Dessen ungeachtet hörte Herodes den ins Gefängnis geworfenen Johannes gerne, da er wusste, dass er ein frommer Mann war und hohes Ansehen beim Volk hatte. In der Folge forderte die Ehebrecherin Herodias bei der Geburtstagsfeier ihres Gemahlen durch ihre tanzende Tochter Salome Johannes‘ abgeschlagenen Kopf und bekam was sie wollte. Äußerst abstoßend.

Unschön war auch in der Apostelgeschichte, wie der Prophet Agabus durch den Geist eine große Hungersnot vorhersagte, die dann unter Kaiser Claudius wirklich eintrat. Noch prägnanter ist seine zeichenhafte Handlung den Gürtel von Paulus zu ergreifen und sich damit die Hände und Füße zu binden: „Der Mann, dem dieser Gürtel gehört, werden die Juden in Jerusalem so binden und in die Hände der Heiden ausliefern!“ Hört sich mehr wie ein böser negativer Prophet an, obwohl er die Wahrheit gesagt hat. Paulus freilich nahm die Botschaft an.
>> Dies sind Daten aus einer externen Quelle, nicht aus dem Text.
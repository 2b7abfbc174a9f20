//! Runtime values for the interpreter

use super::env::Capture;
use super::object::ObjectId;
use crate::ast::FnDef;
use std::fmt;
use std::rc::Rc;

/// Runtime value
#[derive(Debug, Clone)]
pub enum Value {
    Nil,
    Int(i64),
    Bool(bool),
    Str(Rc<str>),
    Closure(Rc<Closure>),
    /// Handle into the interpreter's object store
    Object(ObjectId),
}

impl Value {
    pub fn str(s: &str) -> Self {
        Value::Str(Rc::from(s))
    }

    /// Get type name for error messages
    pub fn type_name(&self) -> &'static str {
        match self {
            Value::Nil => "nil",
            Value::Int(_) => "int",
            Value::Bool(_) => "bool",
            Value::Str(_) => "string",
            Value::Closure(_) => "closure",
            Value::Object(_) => "object",
        }
    }

    /// Nil, Int, Bool and Str are snapshotted when a closure captures them
    pub fn is_primitive(&self) -> bool {
        matches!(
            self,
            Value::Nil | Value::Int(_) | Value::Bool(_) | Value::Str(_)
        )
    }

    /// Text written by `print`; closures and objects have none
    pub fn printable(&self) -> Option<String> {
        match self {
            Value::Nil => Some("nil".to_string()),
            Value::Int(n) => Some(n.to_string()),
            Value::Bool(b) => Some(b.to_string()),
            Value::Str(s) => Some(s.to_string()),
            Value::Closure(_) | Value::Object(_) => None,
        }
    }
}

impl fmt::Display for Value {
    fn fmt(&self, f: &mut fmt::Formatter<'_>) -> fmt::Result {
        match self {
            Value::Nil => write!(f, "nil"),
            Value::Int(n) => write!(f, "{n}"),
            Value::Bool(b) => write!(f, "{b}"),
            Value::Str(s) => write!(f, "{s}"),
            Value::Closure(c) => write!(f, "<closure {}/{}>", c.name(), c.arity()),
            Value::Object(id) => write!(f, "<object {id}>"),
        }
    }
}

/// Total equality: values of different types are never equal.
/// Closures compare by identity, objects by handle.
impl PartialEq for Value {
    fn eq(&self, other: &Self) -> bool {
        match (self, other) {
            (Value::Nil, Value::Nil) => true,
            (Value::Int(a), Value::Int(b)) => a == b,
            (Value::Bool(a), Value::Bool(b)) => a == b,
            (Value::Str(a), Value::Str(b)) => a == b,
            (Value::Closure(a), Value::Closure(b)) => Rc::ptr_eq(a, b),
            (Value::Object(a), Value::Object(b)) => a == b,
            _ => false,
        }
    }
}

/// A function body paired with the environment it was created in
pub struct Closure {
    pub func: Rc<FnDef>,
    pub capture: Capture,
}

impl Closure {
    pub fn new(func: Rc<FnDef>, capture: Capture) -> Self {
        Closure { func, capture }
    }

    /// Closure over nothing, used for top-level functions
    pub fn bare(func: Rc<FnDef>) -> Self {
        Closure::new(func, Capture::default())
    }

    pub fn name(&self) -> &str {
        &self.func.name
    }

    pub fn arity(&self) -> usize {
        self.func.arity()
    }

    /// Copy of this closure with its own snapshot cells
    pub fn fork(&self) -> Self {
        Closure::new(Rc::clone(&self.func), self.capture.fork())
    }
}

// The capture can reach this closure again, so it is left out.
impl fmt::Debug for Closure {
    fn fmt(&self, f: &mut fmt::Formatter<'_>) -> fmt::Result {
        f.debug_struct("Closure")
            .field("name", &self.func.name)
            .field("arity", &self.arity())
            .finish_non_exhaustive()
    }
}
Der dem Tode geweihte römische Bürger nutzte trotz seiner Gefangenschaft die Gelegenheit, das Evangelium in alle Welt, und trotz Schiffbruch vor den Kaiser zu bringen.

Was soll man nach Agabus und Paulus zu dem richtenden, Tod bringenden Petrus sagen? Der prophetische Geist kam auf ganz spezielle Weise in der Zurechtweisung von Ananias und Saphira auf den Jünger Jesu: „Warum seid ihr übereingekommen den Geist des Herrn zu versuchen? Siehe die Füße derer, die deinen Mann begraben haben, sind vor der Tür und werden auch dich hinaustragen!“ Heutzutage würde man den tödlichen Schreck herbeiführenden Petrus dafür verurteilen und einsperren.

In früheren Tagen war man eher so eine Tod bringende Gerichtsbotschaft von Jona gewohnt, der nach seinem Schiffbruch und der Reise im großen Fisch der Assyrerhauptstadt Ninive den Untergang nach 40 Tagen prophezeite. Ein heidnischer König, der sich in Sack und Asche kleideten und ein fastendes Volk, das von bösen Wegen umkehrte, verlängerten danach den Lauf der Prophezeiung. Dies führte zum Verdruss vom unterm Rizinus Schatten suchenden Jona, der als letztes Beispiel von Prophet trifft König dient.

Zum Schluss möchte ich an die ermordeten Journalisten gedenken, die wie die alten Propheten ihr Leben dafür geben mussten, weil sie die Wahrheit verkündigten und Unrecht bei Machthabern und Regierungen anprangerten. Ich schätze besonders die maltesische Bloggerin Daphne Caruana Galizia.